Tableau représentant l’arche de Noé. L’Ancien Testament a non seulement inspiré d’innombrables générations d’artistes, mais également plus d’un siècle de tentatives « scientifiques » visant à localiser les vestiges de ce navire légendaire.
L’arche de Noé est l’une des histoires les mieux connues et les plus captivantes de l’Ancien Testament : après avoir créé les humains, Dieu est si mécontent d’eux qu’il fait s’abattre sur la Terre un Déluge n’épargnant rien ni personne pour les réduire à néant, à une exception notable (et en état de naviguer) toutefois : le patriarche biblique Noé, sa famille et une paire de chaque animal de la planète qui parviennent à survivre au Déluge grâce à un gigantesque navire en bois.
Pour les personnes qui pensent que les événements relatés dans la Bible sont exacts d’un point de vue historique, la chasse aux indices archéologiques confirmant l’existence de l’arche de Noé est tout aussi captivante, et elle inspire certains fidèles intrépides à passer au peigne fin les flancs du mont Ararat, en Arménie, ainsi que d’autres lieux, dans le but d’y déceler des traces du navire en bois.
En 1876, par exemple, l’avocat et politicien britannique James Bryce gravit le mont Ararat, où l’arche se serait échouée selon les témoignages bibliques, et prétend qu’un morceau de bois qu’il y a découvert et qui « remplit tous les critères de l’affaire » aurait fait partie du navire. Des « découvertes » plus récentes ont lieu régulièrement ; qu’il s’agisse d’un optométriste qui rapporte avoir vu l’arche dans une formation rocheuse au sommet de la montagne dans les années 1940 ou encore de pasteurs évangéliques qui ont affirmé y avoir découvert du bois pétrifié au début des années 2000.
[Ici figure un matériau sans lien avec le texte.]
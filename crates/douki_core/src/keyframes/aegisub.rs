//! Aegisub keyframe files.

/// Render scene change times as an Aegisub v1 keyframes file.
///
/// Frame numbers are rounded from `time * fps`; lines end with CRLF.
pub fn format_keyframes_file(scene_times: &[f64], fps: f64) -> String {
    let mut out = String::from("# keyframe format v1\r\nfps 0\r\n");
    for time in scene_times {
        out.push_str(&format!("{}\r\n", (time * fps).round() as u64));
    }
    out
}

#[cfg(test)]
mod tests {
    use super::*;

    #[test]
    fn frames_rounded_with_crlf() {
        let text = format_keyframes_file(&[1.0, 2.52], 23.976);
        assert_eq!(text, "# keyframe format v1\r\nfps 0\r\n24\r\n60\r\n");
    }

    #[test]
    fn no_scenes_still_has_header() {
        assert_eq!(format_keyframes_file(&[], 25.0), "# keyframe format v1\r\nfps 0\r\n");
    }
}
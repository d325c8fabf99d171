//! Keyframe-aligned section extraction planning.
//!
//! Decides whether a requested section of a source file can be cut with a
//! lossless stream copy or must be re-encoded, and where the cut starts.

mod aegisub;
mod planner;

pub use aegisub::format_keyframes_file;
pub use planner::{
    plan_cut, CutConfig, CutPlan, KEYFRAME_WINDOW_SECS, MAX_KEYFRAME_GAP_SECS,
    NO_NEXT_KEYFRAME_OFFSET_SECS,
};
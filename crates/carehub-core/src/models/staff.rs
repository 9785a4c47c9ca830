//! Staff directory models.

use serde::{Deserialize, Serialize};

/// Staff role, taken from the collection a record was fetched from.
#[derive(Debug, Clone, Copy, Serialize, Deserialize, PartialEq, Eq, Hash)]
#[serde(rename_all = "lowercase")]
pub enum StaffRole {
    Doctor,
    Admin,
}

impl StaffRole {
    /// Map a collection name to a role.
    pub fn from_collection(collection: &str) -> Option<Self> {
        match collection.to_lowercase().as_str() {
            "doctors" | "doctor" => Some(StaffRole::Doctor),
            "admins" | "admin" => Some(StaffRole::Admin),
            _ => None,
        }
    }
}

/// A member of hospital staff.
#[derive(Debug, Clone, Serialize, Deserialize, PartialEq)]
pub struct StaffMember {
    /// Store document id
    pub id: String,
    pub name: String,
    pub email: String,
    pub role: StaffRole,
    pub phone: Option<String>,
    /// Specialization (doctors) or department (admins)
    pub specialization: Option<String>,
}

#[cfg(test)]
mod tests {
    use super::*;

    #[test]
    fn test_role_from_collection() {
        assert_eq!(StaffRole::from_collection("doctors"), Some(StaffRole::Doctor));
        assert_eq!(StaffRole::from_collection("Admins"), Some(StaffRole::Admin));
        assert_eq!(StaffRole::from_collection("patients"), None);
    }
}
Un berger et son troupeau près du mont Ararat dans l’est de la Turquie. De nombreuses personnes ont tenté de découvrir des preuves de l’existence de l’arche de Noé sur ses flancs. La Genèse dit toutefois de l’arche qu’elle s’arrête sur une chaîne de montagnes de l’ouest de l’Asie qui doit encore être identifiée par la science.
Mais ces chercheurs d’arche s’attirent surtout l’exaspération et le dédain des archéologues autant que des spécialistes de la Bible. « Aucun archéologue digne de ce nom ne fait ça », tance Jodi Magness, exploratrice National Geographic et archéologue de l’Université de Caroline du Nord à Chapel Hill.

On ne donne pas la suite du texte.